* **PROBLEM STATEMENT**:
The response must contain each line of the material that holds "built".

==*==

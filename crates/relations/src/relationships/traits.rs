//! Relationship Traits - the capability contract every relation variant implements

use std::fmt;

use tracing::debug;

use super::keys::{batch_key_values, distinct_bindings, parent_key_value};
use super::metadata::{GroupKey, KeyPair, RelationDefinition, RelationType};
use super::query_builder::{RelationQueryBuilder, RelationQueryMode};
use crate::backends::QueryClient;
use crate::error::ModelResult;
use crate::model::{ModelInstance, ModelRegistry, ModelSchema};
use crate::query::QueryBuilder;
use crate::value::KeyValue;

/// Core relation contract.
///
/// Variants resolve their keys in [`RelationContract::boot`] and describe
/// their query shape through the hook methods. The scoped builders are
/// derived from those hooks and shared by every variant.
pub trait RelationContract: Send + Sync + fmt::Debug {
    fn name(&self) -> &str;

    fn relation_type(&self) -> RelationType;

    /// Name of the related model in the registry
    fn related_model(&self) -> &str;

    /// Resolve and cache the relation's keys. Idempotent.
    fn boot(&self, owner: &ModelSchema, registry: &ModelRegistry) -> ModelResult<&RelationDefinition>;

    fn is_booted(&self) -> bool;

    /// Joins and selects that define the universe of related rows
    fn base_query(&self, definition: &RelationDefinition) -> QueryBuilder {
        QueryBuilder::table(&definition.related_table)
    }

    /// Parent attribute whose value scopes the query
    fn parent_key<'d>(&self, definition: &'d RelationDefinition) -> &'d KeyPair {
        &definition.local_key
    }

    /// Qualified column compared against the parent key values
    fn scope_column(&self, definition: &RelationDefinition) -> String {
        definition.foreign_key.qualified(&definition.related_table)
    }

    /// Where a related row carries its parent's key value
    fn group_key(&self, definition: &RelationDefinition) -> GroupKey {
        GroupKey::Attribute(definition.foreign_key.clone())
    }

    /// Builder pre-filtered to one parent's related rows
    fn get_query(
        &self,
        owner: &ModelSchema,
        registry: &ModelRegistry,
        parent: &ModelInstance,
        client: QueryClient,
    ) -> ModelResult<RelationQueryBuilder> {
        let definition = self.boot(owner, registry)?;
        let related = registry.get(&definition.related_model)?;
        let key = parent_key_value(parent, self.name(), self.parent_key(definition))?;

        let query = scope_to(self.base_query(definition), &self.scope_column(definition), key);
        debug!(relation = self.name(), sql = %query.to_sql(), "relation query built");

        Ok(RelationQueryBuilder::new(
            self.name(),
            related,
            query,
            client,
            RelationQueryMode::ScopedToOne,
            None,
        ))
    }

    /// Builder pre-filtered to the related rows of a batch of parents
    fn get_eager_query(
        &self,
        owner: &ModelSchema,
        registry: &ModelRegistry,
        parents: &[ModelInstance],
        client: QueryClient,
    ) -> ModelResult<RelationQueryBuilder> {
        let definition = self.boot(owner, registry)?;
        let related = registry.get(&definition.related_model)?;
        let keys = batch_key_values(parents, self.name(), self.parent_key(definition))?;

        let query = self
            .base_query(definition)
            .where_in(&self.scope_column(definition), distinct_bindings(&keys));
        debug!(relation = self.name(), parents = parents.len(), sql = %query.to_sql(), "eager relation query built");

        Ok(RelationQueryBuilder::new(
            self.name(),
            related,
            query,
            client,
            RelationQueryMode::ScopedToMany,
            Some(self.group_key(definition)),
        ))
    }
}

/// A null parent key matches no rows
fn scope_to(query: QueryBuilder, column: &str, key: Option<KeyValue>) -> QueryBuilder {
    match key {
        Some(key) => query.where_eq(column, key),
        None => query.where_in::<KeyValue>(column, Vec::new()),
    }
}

==*==

* **SOLUTION TO THE EXERCISE**:
        debug!(relation = self.name(), sql = %query.to_sql(), "relation query built");
        debug!(relation = self.name(), parents = parents.len(), sql = %query.to_sql(), "eager relation query built");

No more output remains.